Fantasy FC? Supporters Buy Pro Team

Online members will now vote to buy players and set lineups for pro team.

ByABC News
November 13, 2007, 12:18 PM

Nov. 13, 2007 — -- The British-run Web site MyFootballClub announced this morning an agreement in principle to buy a controlling share of the English soccer club Ebbsfleet United.

Will Brooks, a former sports journalist in London and the founder of myfootballclub.co.uk, reports that his business team has agreed to a deal worth an estimated $1.4 million. There is also understood to be a plan in place that will allow for a complete takeover in the future.

The money raised for the deal came entirely from fans who contributed to the Web site via PayPal. The paying members, who Brooks says number more than 20,000, will now have the chance to vote online on everything from starting lineups to uniform design.

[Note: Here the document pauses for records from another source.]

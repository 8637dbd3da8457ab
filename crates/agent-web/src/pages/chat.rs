//! Chat Page
//!
//! The single chat view: sidebar with the Groq API key (password field),
//! message list seeded with the assistant greeting, and an input box that
//! runs one turn per submission. While a turn is in flight the input is
//! disabled and the agent's reasoning streams into a thought panel.

use leptos::prelude::*;
use wasm_bindgen::prelude::*;
use wasm_bindgen::JsCast;
use web_sys::{MessageEvent, WebSocket};

use crate::api::{self, ChatMessage, StreamFrame};
use crate::components::{MessageBubble, ThoughtPanel};

const GREETING: &str = "Hi 👋 I can search the web, Arxiv, and Wikipedia.";

#[component]
pub fn ChatPage() -> impl IntoView {
    let (messages, set_messages) = signal(vec![ChatMessage::new("assistant", GREETING)]);
    let (input, set_input) = signal(String::new());
    let (loading, set_loading) = signal(false);
    let (api_key, set_api_key) = signal(String::new());
    let (session_id, set_session_id) = signal(Option::<String>::None);
    let (steps, set_steps) = signal(Vec::<String>::new());
    let (stream, set_stream) = signal(String::new());

    let send = move || {
        let msg = input.get();
        if msg.trim().is_empty() || loading.get() {
            return;
        }

        // Turn dispatched: record the user message, reset the thought panel
        set_messages.update(|msgs| msgs.push(ChatMessage::new("user", msg.clone())));
        set_input.set(String::new());
        set_steps.set(Vec::new());
        set_stream.set(String::new());
        set_loading.set(true);

        let Ok(ws) = WebSocket::new(&api::stream_url()) else {
            set_messages.update(|msgs| {
                msgs.push(ChatMessage::new("error", "Could not reach the server."));
            });
            set_loading.set(false);
            return;
        };

        let request = api::chat_request(&msg, &api_key.get(), session_id.get().as_deref());

        let ws_open = ws.clone();
        let onopen = Closure::<dyn FnMut()>::new(move || {
            let _ = ws_open.send_with_str(&request);
        });
        ws.set_onopen(Some(onopen.as_ref().unchecked_ref()));
        onopen.forget();

        let ws_msg = ws.clone();
        let onmessage = Closure::<dyn FnMut(MessageEvent)>::new(move |ev: MessageEvent| {
            let Some(text) = ev.data().as_string() else {
                return;
            };
            let Ok(frame) = serde_json::from_str::<StreamFrame>(&text) else {
                return;
            };

            match frame {
                StreamFrame::Thought { delta } => {
                    set_stream.update(|s| s.push_str(&delta));
                }
                StreamFrame::ToolCall { tool, input } => {
                    set_steps.update(|s| s.push(format!("Calling {}: {}", tool, input)));
                    set_stream.set(String::new());
                }
                StreamFrame::Observation { tool, output } => {
                    set_steps.update(|s| s.push(format!("{} → {}", tool, output)));
                }
                StreamFrame::Answer { content } => {
                    set_messages.update(|msgs| {
                        msgs.push(ChatMessage::new("assistant", content));
                    });
                }
                StreamFrame::Done { session_id } => {
                    set_session_id.set(Some(session_id));
                    set_steps.set(Vec::new());
                    set_stream.set(String::new());
                    set_loading.set(false);
                    let _ = ws_msg.close();
                }
                StreamFrame::Error { message } => {
                    set_messages.update(|msgs| {
                        msgs.push(ChatMessage::new("error", message));
                    });
                    set_loading.set(false);
                    let _ = ws_msg.close();
                }
            }
        });
        ws.set_onmessage(Some(onmessage.as_ref().unchecked_ref()));
        onmessage.forget();

        let onerror = Closure::<dyn FnMut(web_sys::ErrorEvent)>::new(move |_| {
            set_messages.update(|msgs| {
                msgs.push(ChatMessage::new("error", "Connection lost. Please retry."));
            });
            set_loading.set(false);
        });
        ws.set_onerror(Some(onerror.as_ref().unchecked_ref()));
        onerror.forget();
    };

    view! {
        <div class="chat">
            <aside class="sidebar">
                <h2>"Settings"</h2>
                <div class="field">
                    <label>"Groq API Key"</label>
                    <input
                        type="password"
                        placeholder="gsk_..."
                        prop:value=move || api_key.get()
                        on:input=move |ev| set_api_key.set(event_target_value(&ev))
                    />
                </div>
            </aside>

            <main class="chat-main">
                <div class="messages">
                    <For
                        each=move || messages.get().into_iter().enumerate()
                        key=|(i, _)| *i
                        children=move |(_, msg)| view! { <MessageBubble message=msg /> }
                    />
                    <Show when=move || loading.get()>
                        <ThoughtPanel steps=steps stream=stream />
                    </Show>
                </div>

                <div class="input-area">
                    <textarea
                        placeholder="Ask me something..."
                        prop:value=move || input.get()
                        on:input=move |ev| set_input.set(event_target_value(&ev))
                        on:keydown=move |ev| {
                            if ev.key() == "Enter" && !ev.shift_key() {
                                ev.prevent_default();
                                send();
                            }
                        }
                    />
                    <button on:click=move |_| send() disabled=move || loading.get()>
                        {move || if loading.get() { "..." } else { "Send" }}
                    </button>
                </div>
            </main>
        </div>
    }
}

Ebbsfleet United plays in England's Blue Square Premier league and currently sits "mid-table" with a record of eight wins, four losses and six draws, placing the side a couple points off a place in the playoffs for promotion into the more prestigious and profitable Football League, or fourth division.

In English soccer, the top teams in each division at the end of a season are promoted to higher divisions for the next season.

Announcing the purchase agreement, Brooks said one of the hopes of the new ownership is to provide the team with the resources necessary to become more competitive.

"We hope that MyFootballClub members and Ebbsfleet United supporters will join forces and make the football club more sustainable and successful," Brooks said.

The deal to take over Ebbsfleet, a club with a long if not particularly glorious history, is due to be paid out over the coming year. For now, the quick cash infusion will be used to build on the roster as the team fights for promotion.

Web site funds will be made available to the club during the January 2008 transfer window one of two periods each year during which professional soccer players are bought and sold between clubs.

Members who paid approximately $70 each will have a vote on whom among available players should be pursued. And from New Year's on, they'll be able to go on the MyFootballClub's Web site and pick the starting eleven for the club days before each weekend's match.

The manager, Liam Daish, and his assistants have agreed to stay on, though in what is now a more limited role. Daish will now be known as head coach rather than manager, and his responsibilities will no longer include player selection.

The idea, Brooks told ABC News in June, is to let the coach focus on preparing his players for the next match, not deciding who will start and in what place.

"During and after matches, Ebbsfleet supporters often give me their opinion on which players should or shouldn't start games," Daish said. "Now they can have their say."

And their share of the blame.

"It's the supporters' money that finances this club, pays my and the players' wages. So there's a good argument for them having a say in what players they want to see," said Daish, a former Cambridge United player.